Pati Jinich: As an immigrant, as a Jew, you are never enough of anything. In Mexico, I’m not Mexican, I’m Jewish. In America, I’m so Mexican. Being an “in between” is an ever-changing journey. It comes with tremendous responsibility to represent your different identities. But it also comes with incredible opportunity. I tell my kids we are triply blessed because we get to benefit from three cultures, three languages, three cuisines. Living in limbo, we may not feel sometimes we belong anywhere, but it also means we can go anywhere and be ourselves.

Mexican dishes with local inspiration The food at the event was made by Tacos Louis from Jerusalem. Photo by Matan Choufan

On the Commonality of Food

PJ: Food is the most noble place to share who you are. Every country has its divisions, every country is racist in its own way, with their own tones and their own ways of dividing people. Humans are flawed everywhere. But I feel like food has so much power to bring these walls down, giving people no option but to connect. Even if you have very different points of view, if you and I don’t see eye to eye politically, or whichever way, but I ask you about your grandmother’s soup, I’ve already created an opening, broken through that wall, unlocked that key. How can you not share your grandmother’s soup? Through food you connect to a different moral fiber that is like a common denominator.

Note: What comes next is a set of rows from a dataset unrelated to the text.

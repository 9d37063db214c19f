//! Core ray tracing renderer.
//!
//! Implements the per-pixel pipeline:
//! - Primary ray through the pixel center
//! - Nearest-hit search over every primitive
//! - Blinn-Phong shading with hard shadows, or the background on a miss
//! - Tone mapping to 8-bit RGBA

use crate::{shading::shade, trace::trace_nearest, Scene, TracerOptions, Viewport};
use sol_math::{Color, LinearColor, Ray};

/// Unclamped radiance seen along `ray`, or `None` if it hits nothing.
pub fn trace_radiance(ray: &Ray, scene: Scene<'_>, options: &TracerOptions) -> Option<LinearColor> {
    trace_nearest(ray, scene.primitives).map(|hit| shade(ray, &hit, scene, options))
}

/// Render a single pixel.
///
/// Misses return `options.background_color` untouched; hits are tone mapped.
pub fn render_pixel(
    options: &TracerOptions,
    viewport: &Viewport,
    scene: Scene<'_>,
    column: u32,
    row: u32,
) -> Color {
    let ray = viewport.primary_ray(column, row);
    match trace_radiance(&ray, scene, options) {
        Some(radiance) => options.tone_mapper.apply(radiance),
        None => options.background_color,
    }
}

/// Rendered image, row-major with the top row first.
#[derive(Debug, Clone, PartialEq)]
pub struct ImageBuffer {
    pub width: u32,
    pub height: u32,
    pub pixels: Vec<Color>,
}

impl ImageBuffer {
    /// Create a new image buffer filled with transparent black.
    pub fn new(width: u32, height: u32) -> Self {
        Self {
            width,
            height,
            pixels: vec![Color::default(); width as usize * height as usize],
        }
    }

    #[inline]
    fn index(&self, x: u32, y: u32) -> usize {
        y as usize * self.width as usize + x as usize
    }

    /// Get the pixel at (x, y).
    pub fn get(&self, x: u32, y: u32) -> Color {
        self.pixels[self.index(x, y)]
    }

    /// Set the pixel at (x, y).
    pub fn set(&mut self, x: u32, y: u32, color: Color) {
        let index = self.index(x, y);
        self.pixels[index] = color;
    }

    /// Interleaved RGBA bytes, `width * height * 4` long.
    pub fn as_rgba(&self) -> &[u8] {
        Color::as_bytes(&self.pixels)
    }

    /// Owned copy of the RGBA bytes, for encoders that take a `Vec<u8>`.
    pub fn to_rgba(&self) -> Vec<u8> {
        self.as_rgba().to_vec()
    }

    pub fn into_pixels(self) -> Vec<Color> {
        self.pixels
    }
}

/// Render the entire scene on the calling thread, row by row.
pub fn render(options: &TracerOptions, scene: Scene<'_>) -> ImageBuffer {
    let viewport = Viewport::new(options);
    let mut image = ImageBuffer::new(options.image_width, options.image_height);

    for y in 0..options.image_height {
        for x in 0..options.image_width {
            image.set(x, y, render_pixel(options, &viewport, scene, x, y));
        }
    }

    log::info!(
        "Rendered {}x{} ({} primitives, {} lights)",
        options.image_width,
        options.image_height,
        scene.primitives.len(),
        scene.lights.len()
    );

    image
}

/// Render straight to interleaved RGBA bytes.
pub fn render_rgba(options: &TracerOptions, scene: Scene<'_>) -> Vec<u8> {
    render(options, scene).to_rgba()
}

Five Ingredients Pati Would Take to a Desert Island

  • Chipotles in adobo: Made from ripe jalapeños that are dried in the sun, smoked, and then marinated in a sauce made from dried chilis, vinegar and spices, and preserved in small cans.
  • Ripe avocados: I can’t live without avocado.
  • Corn tortillas
  • Eggs: I have them everyday. 
  • Schnitzel: In Mexico we call it “Milanesa.” I LOVE Milanesa. When my son went away to college I packed him big bags of homemade schnitzel.

On Culinary Traditions, Fusions, and Acknowledgment

PJ: There is this wave in Mexico of people saying we need to go to the roots, to the pre-conquest ingredients, to the authentic and true. Well, you can’t. Why would you want to go back to just eating grasshoppers? I see the beauty in honoring the ancient techniques and ingredients and everything. But the intermarriage of cuisines is also so beautiful. 

Photo by Matan Choufan

A lot of people are very afraid of change. And fusion. And I really respect the cooks and places that can hold lines, preserving traditions and passing down the recipes that are in our DNA. But there should also be a path for learning from others, mixing techniques and foods. These days there is so much talk about cultural appropriation. Nothing makes me happier than seeing non Mexicans cooking Mexican food. As long as there’s due credit given, why can’t we enrich each other’s tables? I don’t see a future where there is a fusion of everything and you don’t know where things come from. I see a future when we really can appreciate each other’s food, where there is space to honor the classics, to know what cuisine is which and also enrich each other’s food.

On the Next Generation

PJ: My bubbe [from Poland] was such a Jewish grandmother. We ate a lot of meat. Tzimmes, p’tcha. But Mexico crept into her cooking. She would force us to choose between white and red gefilte fish à la Veracruzana (stewed with tomatoes and olives), and then no matter which you chose, she’d ask: “Why don’t you like the other one?” She started to put Mexican cinnamon and vanilla in her chocolate babka.

Today, my kids in Washington D.C. are so proud of being Mexican. They cook and eat differently. They combine a lot of Mexican flavors with what they find interesting. Lots of vegetarian food. They are much more conscious and concerned about sustainability and the environment. My kids come home and question why we are eating so much meat. So they are cooking more vegetables and foods from other cultures and cuisines. They love Middle Eastern and Asian foods, there are more international combinations at the table. 

This conversation has been edited and condensed for clarity.